I coudn't agree more! That's a date none of us will ever forget, I think. It might as well have been the beginning of a completely new reality, not just a new millennium. Where were you that day?
I was just a few blocks north, driving down Broadway from a customer's parking garage at the corner of Houston street to survey a parking lot on corner of Lispenard, a block south of Canal street when the first plane flew right over me.

 

CC_333

Well-known member
I was just a few blocks north, driving down Broadway from a customer's parking garage at the corner of Houston street to survey a parking lot on corner of Lispenard, a block south of Canal street when the first plane flew right over me.
Wow!
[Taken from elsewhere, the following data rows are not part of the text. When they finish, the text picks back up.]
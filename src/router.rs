//! Analysis router — the single place that branches on content shape.
//!
//! Takes a classification, drives the matching analysis path, and
//! normalizes whatever happened into one [`Outcome`]. Failures never
//! escape: every path ends in a tagged outcome the caller can persist
//! and notify on.

use std::sync::Arc;

use tracing::{info, warn};

use crate::analyze::{MediaAnalyzer, TextAnalyzer};
use crate::classify::Classification;
use crate::model::Outcome;
use crate::retry::{RetryPolicy, with_retry};
use crate::source::DocumentFetcher;

/// Stand-in when the feed has no usable name and none can be recovered.
const UNKNOWN_COMPANY: &str = "Unknown Company";

fn usable_name(name: &str) -> Option<&str> {
    let trimmed = name.trim();
    (!trimmed.is_empty() && !trimmed.eq_ignore_ascii_case("n/a")).then_some(trimmed)
}

/// Routes classified documents to the right analysis backend.
pub struct AnalysisRouter {
    text: Arc<dyn TextAnalyzer>,
    media: Arc<dyn MediaAnalyzer>,
    fetcher: Arc<dyn DocumentFetcher>,
    retry: RetryPolicy,
}

impl AnalysisRouter {
    pub fn new(
        text: Arc<dyn TextAnalyzer>,
        media: Arc<dyn MediaAnalyzer>,
        fetcher: Arc<dyn DocumentFetcher>,
        retry: RetryPolicy,
    ) -> Self {
        Self {
            text,
            media,
            fetcher,
            retry,
        }
    }

    /// Pick the company name used in prompts and notifications.
    ///
    /// Feed rows sometimes publish a blank or "N/A" name; when a full
    /// transcript is available the name is recovered from the document text
    /// by a model call, otherwise a fixed stand-in is used.
    pub async fn resolve_company_name(
        &self,
        feed_name: &str,
        classification: Option<&Classification>,
    ) -> String {
        if let Some(name) = usable_name(feed_name) {
            return name.to_string();
        }

        if let Some(Classification::FullContent { text }) = classification {
            match with_retry(self.retry, "company name extraction", || {
                self.text.extract_company_name(text)
            })
            .await
            {
                Ok(name) => {
                    if let Some(name) = usable_name(&name) {
                        info!(company = name, "Company name recovered from document text");
                        return name.to_string();
                    }
                }
                Err(e) => warn!(error = %e, "Company name extraction failed"),
            }
        }

        UNKNOWN_COMPANY.to_string()
    }

    /// Route one classification to its analysis path.
    pub async fn route(&self, classification: Classification, company_name: &str) -> Outcome {
        match classification {
            Classification::FullContent { text } => {
                match with_retry(self.retry, "text analysis", || {
                    self.text.analyze_text(company_name, &text)
                })
                .await
                {
                    Ok(report) => Outcome::Summary {
                        points: report.summary_points,
                        sentiment: report.sentiment,
                    },
                    Err(e) => {
                        warn!(company = company_name, error = %e, "Text analysis failed");
                        Outcome::Failure {
                            reason: format!("analysis failed: {e}"),
                        }
                    }
                }
            }

            Classification::PointerMediaLink { url, kind } => {
                info!(company = company_name, url = %url, "Pointer references media; starting two-stage analysis");
                let media_bytes = match with_retry(self.retry, "media fetch", || {
                    self.fetcher.fetch(&url)
                })
                .await
                {
                    Ok(bytes) => bytes,
                    Err(e) => {
                        warn!(company = company_name, url = %url, error = %e, "Media fetch failed");
                        return Outcome::Failure {
                            reason: format!("media fetch failed: {e}"),
                        };
                    }
                };

                let mime = kind.mime_hint(&url);
                match with_retry(self.retry, "media analysis", || {
                    self.media.analyze_media(company_name, &media_bytes, mime)
                })
                .await
                {
                    Ok(report) => Outcome::MediaSummary {
                        points: report.summary_points,
                        sentiment: report.sentiment,
                        source_url: url,
                    },
                    Err(e) => {
                        warn!(company = company_name, error = %e, "Media analysis failed");
                        Outcome::Failure {
                            reason: format!("media analysis failed: {e}"),
                        }
                    }
                }
            }

            // Cheap path: record the link, no analysis call.
            Classification::PointerWebLink { url } => Outcome::LinkNotice { url },

            Classification::PointerNoContent => Outcome::Failure {
                reason: "no actionable content".into(),
            },

            Classification::Unreadable { reason } => Outcome::Failure { reason },
        }
    }
}
//! Exchange announcement feed client.
//!
//! Two endpoints: the subcategory listing API (JSON, paginated — the first
//! page carries the total row count) and the XBRL attachment endpoint
//! (namespaced XML carrying the document URL). Both go through the retry
//! envelope per request.

use async_trait::async_trait;
use chrono::{Duration as ChronoDuration, Utc};
use quick_xml::Reader;
use quick_xml::events::Event;
use serde::Deserialize;
use tracing::{debug, info, warn};

use crate::config::SourceConfig;
use crate::error::SourceError;
use crate::model::{Announcement, FetchWindow};
use crate::retry::{RetryPolicy, with_retry};
use crate::source::AnnouncementSource;

const USER_AGENT: &str = "Mozilla/5.0 (Windows NT 10.0; Win64; x64) \
AppleWebKit/537.36 (KHTML, like Gecko) Chrome/123.0.0.0 Safari/537.36";

/// Feed client for the exchange announcement API.
pub struct ExchangeSource {
    config: SourceConfig,
    retry: RetryPolicy,
    client: reqwest::Client,
}

#[derive(Deserialize)]
struct FeedPage {
    #[serde(rename = "Table", default)]
    rows: Vec<FeedRow>,
    #[serde(rename = "Table1", default)]
    summary: Vec<serde_json::Value>,
}

#[derive(Deserialize)]
struct FeedRow {
    #[serde(rename = "NEWSID")]
    id: Option<String>,
    #[serde(rename = "SCRIP_CD")]
    scrip: Option<serde_json::Value>,
    #[serde(rename = "SLONGNAME")]
    name: Option<String>,
}

impl FeedPage {
    fn total_records(&self) -> u64 {
        self.summary
            .first()
            .and_then(|v| v.get("ROWCNT"))
            .and_then(|v| {
                v.as_u64()
                    .or_else(|| v.as_str().and_then(|s| s.parse().ok()))
            })
            .unwrap_or(0)
    }
}

impl FeedRow {
    fn into_announcement(self) -> Option<Announcement> {
        let id = self.id?;
        let company_id = match self.scrip {
            Some(serde_json::Value::String(s)) => s,
            Some(serde_json::Value::Number(n)) => n.to_string(),
            _ => String::new(),
        };
        let company_name = self.name.unwrap_or_default().trim().to_string();
        Some(Announcement {
            id,
            company_id,
            company_name,
            document_url: None,
        })
    }
}

impl ExchangeSource {
    pub fn new(config: SourceConfig, retry: RetryPolicy) -> Self {
        let client = reqwest::Client::builder()
            .user_agent(USER_AGENT)
            .timeout(std::time::Duration::from_secs(60))
            .build()
            .unwrap_or_default();
        Self {
            config,
            retry,
            client,
        }
    }

    fn date_bounds(window: &FetchWindow) -> (String, String) {
        match window {
            FetchWindow::LookbackHours(hours) => {
                let to = Utc::now();
                let from = to - ChronoDuration::hours(i64::from(*hours));
                (from.format("%Y%m%d").to_string(), to.format("%Y%m%d").to_string())
            }
            FetchWindow::Range { from, to } => (
                from.format("%Y%m%d").to_string(),
                to.format("%Y%m%d").to_string(),
            ),
        }
    }

    async fn fetch_page(
        &self,
        from: &str,
        to: &str,
        page_no: u32,
    ) -> Result<FeedPage, SourceError> {
        let params = [
            ("pageno", page_no.to_string()),
            ("strCat", self.config.category.clone()),
            ("strPrevDate", from.to_string()),
            ("strScrip", String::new()),
            ("strSearch", "P".to_string()),
            ("strToDate", to.to_string()),
            ("strType", "C".to_string()),
            ("subcategory", self.config.subcategory.clone()),
        ];

        let resp = self
            .client
            .get(&self.config.feed_url)
            .header(reqwest::header::REFERER, "https://www.bseindia.com/")
            .header(reqwest::header::ORIGIN, "https://www.bseindia.com")
            .query(&params)
            .send()
            .await
            .map_err(|e| SourceError::Http(e.to_string()))?;

        let status = resp.status();
        if !status.is_success() {
            return Err(SourceError::Status {
                code: status.as_u16(),
            });
        }

        resp.json()
            .await
            .map_err(|e| SourceError::InvalidResponse(e.to_string()))
    }
}

#[async_trait]
impl AnnouncementSource for ExchangeSource {
    async fn fetch_recent(&self, window: &FetchWindow) -> Result<Vec<Announcement>, SourceError> {
        let (from, to) = Self::date_bounds(window);
        info!(%from, %to, "Fetching announcement feed");

        let first = with_retry(self.retry, "feed page 1", || self.fetch_page(&from, &to, 1)).await?;

        let total = first.total_records();
        if total == 0 {
            info!("No feed records for this window");
            return Ok(Vec::new());
        }

        let per_page = first.rows.len() as u64;
        let mut announcements: Vec<Announcement> = first
            .rows
            .into_iter()
            .filter_map(FeedRow::into_announcement)
            .collect();

        if per_page > 0 {
            let pages = total_pages(total, per_page);
            for page_no in 2..=pages {
                debug!(page = page_no, pages, "Fetching feed page");
                let desc = format!("feed page {page_no}");
                let page = match with_retry(self.retry, &desc, || {
                    self.fetch_page(&from, &to, page_no)
                })
                .await
                {
                    Ok(page) => page,
                    Err(e) => {
                        // A dropped page truncates the window; the missing
                        // items come back on a later cycle via the ledger.
                        warn!(page = page_no, error = %e, "Feed page failed; stopping pagination");
                        break;
                    }
                };
                if page.rows.is_empty() {
                    break;
                }
                announcements.extend(page.rows.into_iter().filter_map(FeedRow::into_announcement));
            }
        }

        info!(count = announcements.len(), "Feed fetch complete");
        Ok(announcements)
    }

    async fn resolve_document_url(
        &self,
        id: &str,
        company_id: &str,
    ) -> Result<String, SourceError> {
        let resp = self
            .client
            .get(&self.config.attachment_url)
            .header(reqwest::header::REFERER, "https://www.bseindia.com/")
            .query(&[("Bsenewid", id), ("Scripcode", company_id)])
            .send()
            .await
            .map_err(|e| SourceError::Http(e.to_string()))?;

        let status = resp.status();
        if !status.is_success() {
            return Err(SourceError::Status {
                code: status.as_u16(),
            });
        }

        let body = resp
            .text()
            .await
            .map_err(|e| SourceError::InvalidResponse(e.to_string()))?;

        attachment_url_from_xml(&body)?.ok_or_else(|| SourceError::MissingAttachment {
            id: id.to_string(),
        })
    }
}

/// Page count for the feed's ROWCNT-driven pagination. Saturates at
/// `u32::MAX` rather than truncating an absurd row count.
fn total_pages(total: u64, per_page: u64) -> u32 {
    if per_page == 0 {
        return 1;
    }
    u32::try_from(total.div_ceil(per_page)).unwrap_or(u32::MAX)
}

/// Pull the text of the first `AttachmentURL` element, ignoring namespaces.
fn attachment_url_from_xml(xml: &str) -> Result<Option<String>, SourceError> {
    let mut reader = Reader::from_str(xml);
    let mut inside = false;

    loop {
        match reader.read_event() {
            Ok(Event::Start(e)) if e.local_name().as_ref() == b"AttachmentURL" => {
                inside = true;
            }
            Ok(Event::Text(t)) if inside => {
                let url = t
                    .unescape()
                    .map_err(|e| SourceError::InvalidResponse(e.to_string()))?
                    .trim()
                    .to_string();
                if !url.is_empty() {
                    return Ok(Some(url));
                }
            }
            Ok(Event::End(_)) => inside = false,
            Ok(Event::Eof) => return Ok(None),
            Err(e) => return Err(SourceError::InvalidResponse(e.to_string())),
            _ => {}
        }
    }
}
You were practically up close and personal! It must not have been a fun sight to see (being so close, you probably got a nearly perfect view of the menagerie as it happened).

c

 

Trash80toHP_Mini

NIGHT STALKER
I'd call the experience surreal and horrifying, like being more than fully immersed in a Hollywood Blockbuster IRL. I walked around the corner to Canal where I could see the gaping hole the news reports were still saying was a probably a small plane. One look was enough, I stayed put at the parking lot after having called my estranged wife to have our son walk there from Stuyvesant High School to meet me. I felt the shock wave when the first Tower fell as I was sitting half in the car with my foot on the pavement. The car bounced noticeably.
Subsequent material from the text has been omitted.